Occasionally, a parent or grandparent will come ask me for my thoughts on the prospects for a family member in their sport.

As you know, I steer wide of this iceberg, but I never leave the question unanswered.

The stock answer is “they just need to keep playing hard and doing what the coaches ask and see what happens.”

It might come across as a cop out.

You might think it’s lame.

It really is just a small glint of wisdom from an admittedly unlikely source.

Here’s why I answer that way.

Kids and their parents spend a lot of time monitoring what I call the “Local Sports Exchange”.

They are contemplating whether the returns they are getting on their investment into their childrens’ sports teams are working for them.

They are weighing whether or not the thousands of dollars they spend every spring and summer are going to come back to them. Is that summer league the right league to be in? Do we need to transfer him/her to another school (stop it, it does too happen)?

That return process begins small, with modest gains that are rolled back into the portfolio to help it grow. In the “Sports Exchange” that means playing little league baseball or softball (as an example) in your hometown until they noticed enough to get recruited by a travel league team.

Then, “investors” watch every game the next season, and each game is equivalent to an earnings report. Did profits grow, pull back or stay somewhere near ‘unchanged’ territory?

It leads to a major decision: buy, hold or sell.

If the futures market seems positive, you ‘buy more’ and consider moving up.

If it seems unclear, you hold and look for more information before you decide.

If the future looks less favorable, you sell off your holdings and either buy a different stock or get out of the market all together.

You scoff, but my word picture is spot on.

Parents look at their kids’ roles and participation in sports and try to calculate whether this coach has their kids’ best interest in mind (like a mutual fund manager). If they don’t think they do, they move them to a different fund—or different school.  

And let’s be real, the financial cost of raising an athlete can be staggering.

We see more and more athletes coming from affluent neighborhoods and less and less from outside suburbia. Kids from higher household income demographics can afford trips with travel teams, equipment, shoes and all that goes with it. Those families have more disposable income to invest.

When those parents invest their hard-earned dollars into travel teams, they are doing so hoping to see returns on that investment.

That makes sense, right?

The problem is that sports, like the stock market, doesn’t often follow form. There is a standard disclaimer in financial planning that says, “past performance is no guarantee for future results”.

That’s true in sports too.

What’s my point?

Too many kids and their families ‘sell’ when they shouldn’t.

I tell the story of a local sports team that went into their offseason with the prospect of 7 players competing for 2 starting spots and 2 backup positions in the next season.

There was a lot of discussion on what the coaching staff would do with such a glut of good (but not great) players at the same position. Finding some of them new positions seemed unlikely because their skill sets were eerily similar.

When it came time for their preseason workouts to begin, only 2 of those 7 players were there.

Where were the others?

They and their parents decided that staying on the team wouldn’t be worth it because they would either get cut or sit the bench, and they “sold their stock” in that team.

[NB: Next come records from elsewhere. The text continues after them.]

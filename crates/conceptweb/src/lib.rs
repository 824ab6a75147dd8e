#![forbid(unsafe_code)]

//! `conceptweb` draws two kinds of diagram for a textbook's reading guide: a ring-shaped concept
//! network sized by mention counts, and a page-axis timeline of cross-references between
//! sections.
//!
//! # Features
//!
//! - `render`: enable layout + SVG rendering (`conceptweb::render`)
//! - `raster`: enable PNG/JPG/PDF output via pure-Rust SVG rasterization/conversion

pub use conceptweb_core::*;

#[cfg(feature = "render")]
pub mod render {
    pub use conceptweb_render::config::{DiagramConfig, NetworkConfig, TimelineConfig};
    pub use conceptweb_render::model::{NetworkLayout, TimelineLayout};
    pub use conceptweb_render::svg::SvgRenderOptions;
    pub use conceptweb_render::text::{DeterministicTextMeasurer, TextMeasurer};
    pub use conceptweb_render::{LayoutOptions, layout_network, layout_timeline};

    use conceptweb_core::{Chapter, ConceptGraph, CrossReference, NetworkVariant};
    use std::path::Path;

    #[cfg(feature = "raster")]
    pub mod raster;

    #[derive(Debug, thiserror::Error)]
    pub enum RenderError {
        #[error(transparent)]
        Data(#[from] conceptweb_core::Error),
        #[error(transparent)]
        Render(#[from] conceptweb_render::Error),
    }

    pub type Result<T> = std::result::Result<T, RenderError>;

    /// SVG options that follow a diagram config: its background and font stack.
    ///
    /// A background of `none` or `transparent` leaves the canvas unfilled.
    pub fn svg_options_for(config: &DiagramConfig) -> SvgRenderOptions {
        let bg = config.background.trim();
        let background = match bg.to_ascii_lowercase().as_str() {
            "" | "none" | "transparent" => None,
            _ => Some(bg.to_string()),
        };
        SvgRenderOptions {
            diagram_id: None,
            background,
            font_family: config.font_family.clone(),
        }
    }

    pub fn render_network_svg(
        graph: &ConceptGraph,
        layout_options: &LayoutOptions,
        svg_options: &SvgRenderOptions,
    ) -> Result<String> {
        let layout = layout_network(graph, layout_options)?;
        Ok(conceptweb_render::svg::render_network_svg(
            &layout,
            &layout_options.config.network,
            svg_options,
        ))
    }

    /// Builds the chosen built-in network and renders it.
    pub fn render_variant_svg(
        variant: NetworkVariant,
        layout_options: &LayoutOptions,
        svg_options: &SvgRenderOptions,
    ) -> Result<String> {
        let graph = conceptweb_core::build_network(variant);
        render_network_svg(&graph, layout_options, svg_options)
    }

    pub fn render_timeline_svg(
        references: &[CrossReference],
        chapters: &[Chapter],
        layout_options: &LayoutOptions,
        svg_options: &SvgRenderOptions,
    ) -> Result<String> {
        let layout = layout_timeline(references, chapters, layout_options)?;
        Ok(conceptweb_render::svg::render_timeline_svg(
            &layout,
            &layout_options.config.timeline,
            svg_options,
        ))
    }

    /// Loads a cross-reference CSV and renders it against the built-in chapter list.
    pub fn render_timeline_svg_from_csv(
        path: impl AsRef<Path>,
        layout_options: &LayoutOptions,
        svg_options: &SvgRenderOptions,
    ) -> Result<String> {
        let references = conceptweb_core::load_cross_references(path)?;
        render_timeline_svg(
            &references,
            &conceptweb_core::main_chapters(),
            layout_options,
            svg_options,
        )
    }

    #[cfg(test)]
    mod tests {
        use super::*;

        #[test]
        fn variant_svg_is_well_formed() {
            let svg = render_variant_svg(
                NetworkVariant::Enhanced,
                &LayoutOptions::default(),
                &SvgRenderOptions::default(),
            )
            .unwrap();
            let doc = roxmltree::Document::parse(&svg).unwrap();
            let circles = doc
                .descendants()
                .filter(|n| n.has_tag_name("circle"))
                .count();
            assert_eq!(circles, conceptweb_core::dataset::enhanced_concepts().len());
        }

        #[test]
        fn transparent_background_drops_the_rect() {
            let config = DiagramConfig {
                background: "Transparent".to_string(),
                ..Default::default()
            };
            assert_eq!(svg_options_for(&config).background, None);
            let defaults = svg_options_for(&DiagramConfig::default());
            assert_eq!(defaults.background.as_deref(), Some("white"));
        }

        #[test]
        fn missing_csv_surfaces_the_data_error() {
            let err = render_timeline_svg_from_csv(
                "does/not/exist.csv",
                &LayoutOptions::default(),
                &SvgRenderOptions::default(),
            )
            .unwrap_err();
            assert!(matches!(err, RenderError::Data(_)));
        }
    }
}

In other words, they cut themselves.

The team went from an overabundance of talent at one position to being forced to move players from other positions to fill the gaps.

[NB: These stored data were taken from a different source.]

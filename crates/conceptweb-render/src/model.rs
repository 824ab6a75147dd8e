use conceptweb_core::RefDirection;
use serde::{Deserialize, Serialize};

#[derive(Debug, Clone, PartialEq, Serialize, Deserialize)]
pub struct Bounds {
    pub min_x: f64,
    pub min_y: f64,
    pub max_x: f64,
    pub max_y: f64,
}

impl Bounds {
    pub fn from_points(points: impl IntoIterator<Item = (f64, f64)>) -> Option<Self> {
        let mut it = points.into_iter();
        let (x0, y0) = it.next()?;
        let mut b = Self {
            min_x: x0,
            min_y: y0,
            max_x: x0,
            max_y: y0,
        };
        for (x, y) in it {
            b.include(x, y);
        }
        Some(b)
    }

    pub fn include(&mut self, x: f64, y: f64) {
        self.min_x = self.min_x.min(x);
        self.min_y = self.min_y.min(y);
        self.max_x = self.max_x.max(x);
        self.max_y = self.max_y.max(y);
    }

    pub fn union(&mut self, other: &Bounds) {
        self.include(other.min_x, other.min_y);
        self.include(other.max_x, other.max_y);
    }

    pub fn padded(&self, pad: f64) -> Self {
        Self {
            min_x: self.min_x - pad,
            min_y: self.min_y - pad,
            max_x: self.max_x + pad,
            max_y: self.max_y + pad,
        }
    }

    pub fn width(&self) -> f64 {
        self.max_x - self.min_x
    }

    pub fn height(&self) -> f64 {
        self.max_y - self.min_y
    }
}

#[derive(Debug, Clone, Copy, PartialEq, Serialize, Deserialize)]
pub struct LayoutPoint {
    pub x: f64,
    pub y: f64,
}

impl LayoutPoint {
    pub fn new(x: f64, y: f64) -> Self {
        Self { x, y }
    }
}

/// Maps data coordinates (y up) onto a canvas measured in points (y down).
#[derive(Debug, Clone, PartialEq, Serialize, Deserialize)]
pub struct Viewport {
    pub x_min: f64,
    pub x_max: f64,
    pub y_min: f64,
    pub y_max: f64,
    pub width_pt: f64,
    pub height_pt: f64,
}

impl Viewport {
    pub fn scale_x(&self) -> f64 {
        self.width_pt / (self.x_max - self.x_min)
    }

    pub fn scale_y(&self) -> f64 {
        self.height_pt / (self.y_max - self.y_min)
    }

    pub fn to_canvas(&self, p: LayoutPoint) -> LayoutPoint {
        LayoutPoint {
            x: (p.x - self.x_min) * self.scale_x(),
            y: (self.y_max - p.y) * self.scale_y(),
        }
    }

    pub fn canvas_bounds(&self) -> Bounds {
        Bounds {
            min_x: 0.0,
            min_y: 0.0,
            max_x: self.width_pt,
            max_y: self.height_pt,
        }
    }
}

#[derive(Debug, Clone, Copy, PartialEq, Eq, Hash, Serialize, Deserialize)]
#[serde(rename_all = "lowercase")]
pub enum RingTier {
    Center,
    Inner,
    Middle,
    Outer,
}

/// Open (`->`) arrow head, in canvas points.
#[derive(Debug, Clone, Copy, PartialEq, Serialize, Deserialize)]
pub struct ArrowHead {
    pub left: LayoutPoint,
    pub tip: LayoutPoint,
    pub right: LayoutPoint,
}

#[derive(Debug, Clone, Serialize, Deserialize)]
pub struct RingPlacement {
    pub key: String,
    pub rank: usize,
    pub tier: RingTier,
    pub index_in_ring: usize,
    pub ring_size: usize,
    pub angle: f64,
    pub position: LayoutPoint,
}

#[derive(Debug, Clone, Serialize, Deserialize)]
pub struct NetworkNodeLayout {
    pub key: String,
    pub rank: usize,
    pub tier: RingTier,
    pub mentions: u32,
    pub center: LayoutPoint,
    pub radius: f64,
    pub fill: String,
    pub text_color: String,
    pub font_size: f64,
    pub label_lines: Vec<String>,
}

#[derive(Debug, Clone, Serialize, Deserialize)]
pub struct NetworkArrowLayout {
    pub source: String,
    pub target: String,
    pub strength: u32,
    /// Data space. `start`/`end` sit on the source/target bubble boundaries.
    pub start: LayoutPoint,
    pub control: LayoutPoint,
    pub end: LayoutPoint,
    pub width: f64,
    pub alpha: f64,
    pub mutation_scale: f64,
    pub head: ArrowHead,
}

#[derive(Debug, Clone, Serialize, Deserialize)]
pub struct NetworkLayout {
    pub viewport: Viewport,
    /// Tight content bounds in canvas points, padding included.
    pub bounds: Bounds,
    pub max_mentions: u32,
    pub max_link_strength: Option<u32>,
    pub nodes: Vec<NetworkNodeLayout>,
    pub arrows: Vec<NetworkArrowLayout>,
}

#[derive(Debug, Clone, Serialize, Deserialize)]
pub struct TimelineArcLayout {
    pub from_page: i64,
    pub to_page: i64,
    pub direction: RefDirection,
    /// Signed peak height: positive above the axis, negative below.
    pub height: f64,
    /// Data space samples from `from_page` to `to_page`.
    pub points: Vec<LayoutPoint>,
    pub head: ArrowHead,
}

#[derive(Debug, Clone, Serialize, Deserialize)]
pub struct ChapterMarkerLayout {
    pub page: i64,
    pub title: String,
    /// Canvas point the rotated label's top-right corner is pinned to.
    pub label_anchor: LayoutPoint,
    pub label_width: f64,
    pub label_height: f64,
    pub label_bounds: Bounds,
}

#[derive(Debug, Clone, Serialize, Deserialize)]
pub struct TimelineLayout {
    pub viewport: Viewport,
    pub bounds: Bounds,
    pub min_page: i64,
    pub max_page: i64,
    pub forward_count: usize,
    pub backward_count: usize,
    pub chapters: Vec<ChapterMarkerLayout>,
    pub arcs: Vec<TimelineArcLayout>,
}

When that happens, it really is a shame. It often happens after the student’s sophomore year. Many kids’ bodies change, grow and develop in the year they turn 16 and their skills grow and develop with it.

When kids stop playing because they don’t see a future in it, that breaks my heart.

My message to you, parents and players is “keep playing hard and doing what the coaches ask and see what happens.”

Doing that lays the groundwork for kids to learn perseverance, whether they make this team or not. They will be more likely to stay with their marriages when times get hard. They will be more likely to deal with tough times at work.

Those are life lessons that all families should be investing heavily in…because the payoff for that is life changing.